Summer and fall are the seasons when many growers can be found collecting vegetable, fruit, herb, and flower seeds from their fields for the next year. Winter—where we find ourselves today—isn’t the time to do seed saving, but it is the perfect moment to learn more about the process and plan for next season’s crop.
As the folks from Soul Fire Farm—an Afro-Indigenous-centered community farm committed to uprooting racism and promoting sovereignty in the food system—put it: “Seeds are a part of our history and a nod to the potential of our futures, they contain our familial legacy, the genetic heritage of the crop, and they are insurance for the future.”
Seed saving is an essential and meaningful practice, yet it isn’t possible or practical for everyone, which is why most farms buy their seeds. Since the development of specialized, highly-productive hybrid crop varieties in the 1930s, large-scale seed saving by farms in the U.S. has widely gone out of practice. But saving and sharing seed is still a common practice among smaller growers and gardeners, and can be a powerful tool for improving food security and access.

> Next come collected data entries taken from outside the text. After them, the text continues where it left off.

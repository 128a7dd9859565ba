//! Resource protector: rate limiter + circuit breaker behind one API.
//!
//! # Admission order
//!
//! 1. Protection enabled flag. When disabled, **every** check fails with
//!    [`ProtectionError::ProtectionDisabled`] (fail-closed).
//! 2. Rate limiter: no token → [`ProtectionError::RateLimited`].
//! 3. Circuit breaker: not allowed → [`ProtectionError::CircuitOpen`].
//!
//! After an admitted check the caller runs the effect and MUST report the
//! outcome via [`ResourceProtector::record_success`] or
//! [`ResourceProtector::record_failure`]. Outcomes feed the breaker only;
//! tokens feed the limiter only.

use std::collections::HashMap;
use std::sync::atomic::{AtomicBool, Ordering};

use chrono::Utc;
use mg_schemas::SecurityActionType;
use tokio::sync::Mutex;
use tracing::{info, warn};

use crate::{
    CircuitBreaker, CircuitBreakerConfig, CircuitState, ProtectionError, ProtectionMetrics,
    ProtectionPolicies, RateLimitConfig, RateLimiter,
};

pub struct ResourceProtector {
    enabled: AtomicBool,
    rate_limiter: RateLimiter<SecurityActionType>,
    circuit_breaker: CircuitBreaker<SecurityActionType>,
    metrics: Mutex<HashMap<SecurityActionType, ProtectionMetrics>>,
}

impl Default for ResourceProtector {
    fn default() -> Self {
        Self::new(&ProtectionPolicies::default())
    }
}

impl ResourceProtector {
    pub fn new(policies: &ProtectionPolicies) -> Self {
        let rate_limits = SecurityActionType::ALL
            .into_iter()
            .map(|a| (a, policies.policy(a).rate_limit));
        let breakers = SecurityActionType::ALL
            .into_iter()
            .map(|a| (a, policies.policy(a).circuit_breaker));

        Self {
            enabled: AtomicBool::new(policies.enabled),
            rate_limiter: RateLimiter::with_configs(RateLimitConfig::new(1, 1.0), rate_limits),
            circuit_breaker: CircuitBreaker::with_configs(CircuitBreakerConfig::default(), breakers),
            metrics: Mutex::new(HashMap::new()),
        }
    }

    // -----------------------------------------------------------------------
    // Admission
    // -----------------------------------------------------------------------

    /// Gate one attempt of `action`. `Ok(())` means the caller may proceed.
    pub async fn check_action(&self, action: SecurityActionType) -> Result<(), ProtectionError> {
        self.with_metrics(action, |m| {
            m.total_attempts += 1;
            m.last_attempt = Some(Utc::now());
        })
        .await;

        // A disabled protector rejects rather than bypassing.
        if !self.is_enabled() {
            warn!(action = %action, "protection disabled; rejecting (fail-closed)");
            return Err(ProtectionError::ProtectionDisabled);
        }

        if let Err(retry_after) = self.rate_limiter.try_acquire(&action).await {
            self.with_metrics(action, |m| m.rate_limited_attempts += 1).await;
            warn!(
                action = %action,
                retry_after_ms = retry_after.as_millis() as u64,
                "action rate limited"
            );
            return Err(ProtectionError::RateLimited {
                action,
                retry_after,
            });
        }

        if !self.circuit_breaker.can_execute(&action).await {
            let state = self.circuit_breaker.state(&action).await;
            self.with_metrics(action, |m| m.circuit_rejections += 1).await;
            warn!(action = %action, state = %state, "action rejected by circuit breaker");
            return Err(ProtectionError::CircuitOpen { action, state });
        }

        Ok(())
    }

    pub async fn record_success(&self, action: SecurityActionType) {
        self.circuit_breaker.record_success(&action).await;
        self.with_metrics(action, |m| {
            m.successful_executions += 1;
            m.last_success = Some(Utc::now());
        })
        .await;
    }

    pub async fn record_failure(&self, action: SecurityActionType) {
        self.circuit_breaker.record_failure(&action).await;
        self.with_metrics(action, |m| {
            m.failed_executions += 1;
            m.last_failure = Some(Utc::now());
        })
        .await;
    }

    // -----------------------------------------------------------------------
    // Maintenance
    // -----------------------------------------------------------------------

    /// Restore `action` to its initial state: full bucket, Closed breaker,
    /// zeroed metrics.
    pub async fn reset(&self, action: SecurityActionType) {
        self.rate_limiter.reset(&action).await;
        self.circuit_breaker.reset(&action).await;
        self.metrics.lock().await.remove(&action);
        info!(action = %action, "protection reset");
    }

    pub async fn reset_all(&self) {
        self.rate_limiter.reset_all().await;
        self.circuit_breaker.reset_all().await;
        self.metrics.lock().await.clear();
        info!("protection reset for all actions");
    }

    /// Swap in new policies. Every key restarts from its initial state under
    /// the new parameters.
    pub async fn apply_policies(&self, policies: &ProtectionPolicies) {
        for action in SecurityActionType::ALL {
            let policy = policies.policy(action);
            self.rate_limiter.set_config(action, policy.rate_limit).await;
            self.circuit_breaker
                .set_config(action, policy.circuit_breaker)
                .await;
        }
        self.set_enabled(policies.enabled);
    }

    pub fn set_enabled(&self, enabled: bool) {
        self.enabled.store(enabled, Ordering::SeqCst);
    }

    pub fn is_enabled(&self) -> bool {
        self.enabled.load(Ordering::SeqCst)
    }

    // -----------------------------------------------------------------------
    // Queries
    // -----------------------------------------------------------------------

    /// Snapshot of `action`'s metrics.
    pub async fn metrics(&self, action: SecurityActionType) -> ProtectionMetrics {
        self.metrics
            .lock()
            .await
            .get(&action)
            .cloned()
            .unwrap_or_default()
    }

    pub async fn circuit_state(&self, action: SecurityActionType) -> CircuitState {
        self.circuit_breaker.state(&action).await
    }

    pub async fn available_tokens(&self, action: SecurityActionType) -> f64 {
        self.rate_limiter.available_tokens(&action).await
    }

    async fn with_metrics(&self, action: SecurityActionType, f: impl FnOnce(&mut ProtectionMetrics)) {
        let mut all = self.metrics.lock().await;
        f(all.entry(action).or_default());
    }
}

#[cfg(test)]
mod tests {
    use std::time::Duration;

    use super::*;
    use crate::ProtectionPolicy;

    fn policies(capacity: u32, failure_threshold: u32) -> ProtectionPolicies {
        let mut p = ProtectionPolicies::default();
        p.per_action.insert(
            SecurityActionType::SoundAlarm,
            ProtectionPolicy {
                rate_limit: RateLimitConfig::new(capacity, 0.01),
                circuit_breaker: CircuitBreakerConfig::new(
                    failure_threshold,
                    1,
                    Duration::from_secs(30),
                ),
            },
        );
        p
    }

    #[tokio::test(start_paused = true)]
    async fn disabled_protection_fails_closed() {
        let rp = ResourceProtector::new(&policies(5, 3));
        rp.set_enabled(false);
        let err = rp.check_action(SecurityActionType::LockScreen).await.unwrap_err();
        assert_eq!(err, ProtectionError::ProtectionDisabled);
    }

    #[tokio::test(start_paused = true)]
    async fn rate_limit_is_checked_before_breaker() {
        let rp = ResourceProtector::new(&policies(1, 1));
        rp.check_action(SecurityActionType::SoundAlarm).await.unwrap();
        rp.record_failure(SecurityActionType::SoundAlarm).await;

        // Both gates would refuse; the limiter answers first.
        let err = rp.check_action(SecurityActionType::SoundAlarm).await.unwrap_err();
        assert!(matches!(err, ProtectionError::RateLimited { .. }));
    }

    #[tokio::test(start_paused = true)]
    async fn near_zero_refill_rate_rejects_without_overflow() {
        let mut p = ProtectionPolicies::default();
        p.per_action.insert(
            SecurityActionType::LockScreen,
            ProtectionPolicy {
                rate_limit: RateLimitConfig::new(1, 1e-20),
                ..ProtectionPolicy::default_for(SecurityActionType::LockScreen)
            },
        );
        p.validate().unwrap();
        let rp = ResourceProtector::new(&p);

        rp.check_action(SecurityActionType::LockScreen).await.unwrap();
        let err = rp.check_action(SecurityActionType::LockScreen).await.unwrap_err();
        assert_eq!(
            err,
            ProtectionError::RateLimited {
                action: SecurityActionType::LockScreen,
                retry_after: Duration::MAX,
            }
        );
    }

    #[tokio::test(start_paused = true)]
    async fn open_breaker_rejects_with_state() {
        let rp = ResourceProtector::new(&policies(10, 2));
        for _ in 0..2 {
            rp.check_action(SecurityActionType::SoundAlarm).await.unwrap();
            rp.record_failure(SecurityActionType::SoundAlarm).await;
        }
        let err = rp.check_action(SecurityActionType::SoundAlarm).await.unwrap_err();
        assert_eq!(
            err,
            ProtectionError::CircuitOpen {
                action: SecurityActionType::SoundAlarm,
                state: CircuitState::Open,
            }
        );
    }

    #[tokio::test(start_paused = true)]
    async fn metrics_track_every_check_and_outcome() {
        let rp = ResourceProtector::new(&policies(2, 5));
        let a = SecurityActionType::SoundAlarm;

        rp.check_action(a).await.unwrap();
        rp.record_success(a).await;
        rp.check_action(a).await.unwrap();
        rp.record_failure(a).await;
        assert!(rp.check_action(a).await.is_err());

        let m = rp.metrics(a).await;
        assert_eq!(m.total_attempts, 3);
        assert_eq!(m.successful_executions, 1);
        assert_eq!(m.failed_executions, 1);
        assert_eq!(m.rate_limited_attempts, 1);
        assert_eq!(m.circuit_rejections, 0);
        assert!(m.last_attempt.is_some());
        assert!(m.last_success.is_some());
        assert!(m.last_failure.is_some());
        assert!((m.success_rate() - 1.0 / 3.0).abs() < 1e-9);
    }

    #[tokio::test(start_paused = true)]
    async fn reset_restores_initial_state() {
        let rp = ResourceProtector::new(&policies(1, 1));
        let a = SecurityActionType::SoundAlarm;
        rp.check_action(a).await.unwrap();
        rp.record_failure(a).await;
        assert_eq!(rp.circuit_state(a).await, CircuitState::Open);

        rp.reset(a).await;
        assert_eq!(rp.circuit_state(a).await, CircuitState::Closed);
        assert_eq!(rp.available_tokens(a).await, 1.0);
        assert_eq!(rp.metrics(a).await, ProtectionMetrics::default());
        assert!(rp.check_action(a).await.is_ok());
    }

    #[tokio::test(start_paused = true)]
    async fn apply_policies_swaps_parameters() {
        let rp = ResourceProtector::new(&policies(1, 1));
        rp.apply_policies(&policies(4, 1)).await;
        assert_eq!(rp.available_tokens(SecurityActionType::SoundAlarm).await, 4.0);

        let mut off = policies(4, 1);
        off.enabled = false;
        rp.apply_policies(&off).await;
        assert!(!rp.is_enabled());
    }
}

At Gaining Ground we don’t practice seed saving for most of our crops, a decision that largely boils down to logistics and our core focus on growing food for hunger relief. To get the best results, farmers set aside growing space for breeding seed rather than harvesting food. They then grow enough plants to be able to experiment and choose those with the characteristics they want to preserve. The decision to buy or save seeds can also be one of efficiency and expertise. By buying seed, food growers can instead dedicate themselves, their equipment, and the space on their farms to raising the best produce possible.
For us, large-scale seed saving would mean growing less food for people experiencing food insecurity—but there are certainly crops for which we can and do save seeds!
Every year, we set aside a portion of our garlic harvest to seed next year’s batch. Each clove planted back into the earth then forms a new head and can be used to begin the cycle anew. According to farming folklore, if you save seed for seven years—planting and re-harvesting it each season—the variety you are using becomes your own. And if you believe this, then Gaining Ground possesses its own variety of garlic since the farm hasn’t bought seed in nearly a decade. For the past two years, we have also harvested our dahlia tubers at the end of the growing season. These tubers are not winter hardy in our area and can freeze and split or rot in the ground if left to overwinter. At the end of the season, we dig them up, clean and dry them, store them in the barn for the winter, and then replant them in spring to seed the coming year’s blooms.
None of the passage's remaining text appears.